On December 1, 1944, Hap formed the Army Air Forces Scientific Advisory Group (SAG) as “an office attached to the commanding general, AAF.” Von Karman was its director; Hugh L. Dryden was the scientific deputy.
Although science and technology were mobilized during World War II, the war was fought with and decided by conventional weapons. In 1940, Hap had wisely decreed that priority would be given to “the continuing production of current types of airplanes.” Although some new aircraft were designed, tested, and produced during the war, care was exercised to avoid interference with our mass-production programs.
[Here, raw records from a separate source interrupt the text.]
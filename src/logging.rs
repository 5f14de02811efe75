//! Tracing subscriber setup.
//!
//! The TUI owns the terminal, so interactive sessions log to a daily file
//! under the data directory. Headless commands log to stderr.

use color_eyre::{eyre::eyre, Result};
use std::path::PathBuf;
use tracing_appender::non_blocking::WorkerGuard;
use tracing_subscriber::{fmt, layer::SubscriberExt, util::SubscriberInitExt, EnvFilter};

const FILTER_ENV: &str = "HOLOCRON_LOG";
const DEFAULT_FILTER: &str = "holocron=info";

fn env_filter() -> EnvFilter {
  EnvFilter::try_from_env(FILTER_ENV).unwrap_or_else(|_| EnvFilter::new(DEFAULT_FILTER))
}

pub fn log_dir() -> Result<PathBuf> {
  let data_dir = dirs::data_dir()
    .or_else(|| dirs::home_dir().map(|p| p.join(".local/share")))
    .ok_or_else(|| eyre!("Could not determine data directory"))?;
  Ok(data_dir.join("holocron").join("logs"))
}

/// Log to `holocron.log.<date>`. Keep the guard alive until exit so
/// buffered lines get flushed.
pub fn init_file() -> Result<WorkerGuard> {
  let dir = log_dir()?;
  std::fs::create_dir_all(&dir)
    .map_err(|e| eyre!("Failed to create log directory {}: {}", dir.display(), e))?;

  let appender = tracing_appender::rolling::daily(&dir, "holocron.log");
  let (writer, guard) = tracing_appender::non_blocking(appender);

  tracing_subscriber::registry()
    .with(env_filter())
    .with(fmt::layer().with_writer(writer).with_ansi(false))
    .try_init()
    .map_err(|e| eyre!("Failed to install tracing subscriber: {}", e))?;

  Ok(guard)
}

pub fn init_stderr() -> Result<()> {
  tracing_subscriber::registry()
    .with(env_filter())
    .with(fmt::layer().with_writer(std::io::stderr).compact())
    .try_init()
    .map_err(|e| eyre!("Failed to install tracing subscriber: {}", e))
}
We fought the war without advancing the frontiers of aeronautics very far, but basic new breakthroughs were at hand. Jet aircraft, guided missiles, and rockets did not influence the war to a major extent, but they showed great promise.
In 1944, the atomic bomb was about to become a reality. Clearly, in any future conflict, we would not have time for mobilizing and training forces, and building weapons. We would have to fight with what was on hand. Therefore, our force in being had to be both modern and adequate.
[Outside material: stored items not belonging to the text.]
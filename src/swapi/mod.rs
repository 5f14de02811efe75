pub mod api_types;
pub mod client;
pub mod preview;
pub mod transport;
pub mod types;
General Arnold recognized these facts and was determined not to let the Air Force lapse into obsolescence after the war by ignoring new scientific knowledge. He knew that vast amounts of scientific data existed and were in danger of being lost unless assembled, interpreted, and stored for easy access. These data were to be found scattered throughout the United States and Great Britain and in the soon-to-be-defeated Germany. He also knew that great improvements would have to be introduced into the Air Force and that we could not continue to depend upon the British for new inventions like radar and the jet engine. Thus, it was imperative to our continued air-power development that all available information be consolidated and a long-range plan developed.
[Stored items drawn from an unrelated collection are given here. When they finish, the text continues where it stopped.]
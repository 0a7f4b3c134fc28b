//! Destructive schema reset
//!
//! Dropping is a two-phase protocol. First every table and foreign key in
//! the current schema is enumerated into an immutable [`SchemaSnapshot`];
//! then a [`DropPlan`] built from that snapshot is executed. The backend is
//! never re-queried once DDL has started, because some backends change or
//! lock their catalog views mid-transaction.
//!
//! Both phases share one transaction. If any statement fails the whole
//! transaction rolls back and the schema is left as it was.

use async_trait::async_trait;
use sqlx::{PgPool, Postgres, Transaction};
use tracing::{debug, info, warn};

use super::description::SchemaDescription;
use super::quote_ident;
use crate::error::{IngestError, Result};

/// A foreign-key constraint found during enumeration
#[derive(Debug, Clone, PartialEq, Eq)]
pub struct ForeignKeyInfo {
    pub table: String,
    /// `None` when the backend reports no name; such constraints cannot be
    /// dropped by name and are skipped
    pub name: Option<String>,
}

/// Tables and foreign keys present before a drop
#[derive(Debug, Clone, Default, PartialEq, Eq)]
pub struct SchemaSnapshot {
    tables: Vec<String>,
    foreign_keys: Vec<ForeignKeyInfo>,
}

impl SchemaSnapshot {
    pub fn new(tables: Vec<String>, foreign_keys: Vec<ForeignKeyInfo>) -> Self {
        Self {
            tables,
            foreign_keys,
        }
    }

    pub fn tables(&self) -> &[String] {
        &self.tables
    }

    pub fn foreign_keys(&self) -> &[ForeignKeyInfo] {
        &self.foreign_keys
    }
}

/// Ordered DROP statements derived from a snapshot
#[derive(Debug, Clone, PartialEq, Eq)]
pub struct DropPlan {
    statements: Vec<String>,
    report: DropReport,
}

impl DropPlan {
    /// Every named constraint first, then every table
    pub fn from_snapshot(snapshot: &SchemaSnapshot) -> Self {
        let mut statements = Vec::new();
        let mut report = DropReport::default();

        for fk in snapshot.foreign_keys() {
            match &fk.name {
                Some(name) => {
                    statements.push(format!(
                        "ALTER TABLE {} DROP CONSTRAINT {}",
                        quote_ident(&fk.table),
                        quote_ident(name)
                    ));
                    report.constraints_dropped += 1;
                },
                None => report.constraints_skipped += 1,
            }
        }

        for table in snapshot.tables() {
            statements.push(format!("DROP TABLE {}", quote_ident(table)));
            report.tables_dropped += 1;
        }

        Self { statements, report }
    }

    pub fn statements(&self) -> &[String] {
        &self.statements
    }

    pub fn report(&self) -> DropReport {
        self.report
    }
}

/// What a drop removed
#[derive(Debug, Clone, Copy, Default, PartialEq, Eq)]
pub struct DropReport {
    pub tables_dropped: usize,
    pub constraints_dropped: usize,
    /// Unnamed foreign keys left in place
    pub constraints_skipped: usize,
}

/// Outcome of a full drop + create
#[derive(Debug, Clone, Copy, Default, PartialEq, Eq)]
pub struct ResetReport {
    pub dropped: DropReport,
    pub tables_created: usize,
}

/// Drop and recreate the loader's schema
#[async_trait]
pub trait SchemaManager: Send {
    /// Drop every foreign key, then every table, in one transaction
    async fn drop_all_schema_objects(&mut self) -> Result<DropReport>;

    /// Create every described table from empty; call only after a drop
    async fn create_all_schema_objects(&mut self) -> Result<usize>;

    /// Drop then create
    async fn reset(&mut self) -> Result<ResetReport> {
        let dropped = self.drop_all_schema_objects().await?;
        let tables_created = self.create_all_schema_objects().await?;
        Ok(ResetReport {
            dropped,
            tables_created,
        })
    }
}

/// [`SchemaManager`] for the current schema of a PostgreSQL database
pub struct PgSchemaManager {
    pool: PgPool,
    description: SchemaDescription,
}

impl PgSchemaManager {
    pub fn new(pool: PgPool, description: SchemaDescription) -> Self {
        Self { pool, description }
    }

    /// Enumerate tables and their foreign keys without changing anything
    pub async fn snapshot(&self) -> Result<SchemaSnapshot> {
        let mut tx = self
            .pool
            .begin()
            .await
            .map_err(IngestError::schema_reset("begin"))?;
        let snapshot = inspect(&mut tx).await?;
        tx.rollback()
            .await
            .map_err(IngestError::schema_reset("rollback"))?;
        Ok(snapshot)
    }
}

#[async_trait]
impl SchemaManager for PgSchemaManager {
    async fn drop_all_schema_objects(&mut self) -> Result<DropReport> {
        let mut tx = self
            .pool
            .begin()
            .await
            .map_err(IngestError::schema_reset("begin"))?;

        let snapshot = inspect(&mut tx).await?;
        let plan = DropPlan::from_snapshot(&snapshot);
        let report = plan.report();

        if report.constraints_skipped > 0 {
            warn!(
                skipped = report.constraints_skipped,
                "Unnamed foreign keys cannot be dropped by name and were left in place"
            );
        }

        for statement in plan.statements() {
            debug!(sql = %statement, "Dropping schema object");
            sqlx::query(statement)
                .execute(&mut *tx)
                .await
                .map_err(IngestError::schema_reset("drop"))?;
        }

        tx.commit()
            .await
            .map_err(IngestError::schema_reset("drop commit"))?;

        info!(
            tables = report.tables_dropped,
            constraints = report.constraints_dropped,
            "Dropped all schema objects"
        );

        Ok(report)
    }

    async fn create_all_schema_objects(&mut self) -> Result<usize> {
        let mut tx = self
            .pool
            .begin()
            .await
            .map_err(IngestError::schema_reset("begin"))?;

        for statement in self.description.create_statements() {
            debug!(sql = %statement, "Creating schema object");
            sqlx::query(&statement)
                .execute(&mut *tx)
                .await
                .map_err(IngestError::schema_reset("create"))?;
        }

        tx.commit()
            .await
            .map_err(IngestError::schema_reset("create commit"))?;

        let created = self.description.tables.len();
        info!(tables = created, "Created schema objects");
        Ok(created)
    }
}

/// Enumeration phase: read-only catalog queries
async fn inspect(tx: &mut Transaction<'_, Postgres>) -> Result<SchemaSnapshot> {
    let tables: Vec<String> = sqlx::query_scalar(
        r#"
        SELECT c.relname::text
        FROM pg_catalog.pg_class c
        JOIN pg_catalog.pg_namespace n ON n.oid = c.relnamespace
        WHERE n.nspname = current_schema()
          AND c.relkind IN ('r', 'p')
          AND NOT c.relispartition
          -- partitions are dropped with their parent
        ORDER BY c.relname
        "#,
    )
    .fetch_all(&mut **tx)
    .await
    .map_err(IngestError::schema_reset("inspect tables"))?;

    let mut foreign_keys = Vec::new();
    for table in &tables {
        let names: Vec<Option<String>> = sqlx::query_scalar(
            r#"
            SELECT NULLIF(con.conname::text, '')
            FROM pg_catalog.pg_constraint con
            JOIN pg_catalog.pg_class c ON c.oid = con.conrelid
            JOIN pg_catalog.pg_namespace n ON n.oid = c.relnamespace
            WHERE con.contype = 'f'
              AND n.nspname = current_schema()
              AND c.relname = $1
            ORDER BY con.conname
            "#,
        )
        .bind(table)
        .fetch_all(&mut **tx)
        .await
        .map_err(IngestError::schema_reset("inspect foreign keys"))?;

        foreign_keys.extend(names.into_iter().map(|name| ForeignKeyInfo {
            table: table.clone(),
            name,
        }));
    }

    debug!(
        tables = tables.len(),
        foreign_keys = foreign_keys.len(),
        "Captured schema snapshot"
    );

    Ok(SchemaSnapshot::new(tables, foreign_keys))
}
Just before V-E Day in 1945, von Karman and six colleagues made a very timely trip to Europe and were able to save a great amount of valuable German data that might otherwise have been lost to us. In August 1945, they produced a paper entitled “Where We Stand,” which highlighted areas that they felt were fundamental for future Air Force planning. Among the factors they considered nearly a half century ago were that there would be aircraft that would fly at speeds beyond the velocity of sound; that missiles would be developed that could transmit destruction to targets at distances of several thousand miles, as well as smaller missiles for defense against enemy aircraft; and that there would be improved communications for the control of aircraft in the air and with fighter controllers on the ground. The group predicted that only aircraft or missiles moving at extreme speeds would be able to penetrate enemy territory protected by such defenses, and that the location and observation of targets, the takeoff, navigation, and landing of aircraft, and communications would be independent of visibility and weather. They foresaw that fully equipped airborne task forces would be able to strike at far distant points and be supplied by air.
Von Karman’s group also concluded that the considerable achievements of the German scientists had come about not because the Germans were better or brainier people, but largely as the result of encouragement and adequate support from the German government. This is a valid conclusion, which we would do well to remember.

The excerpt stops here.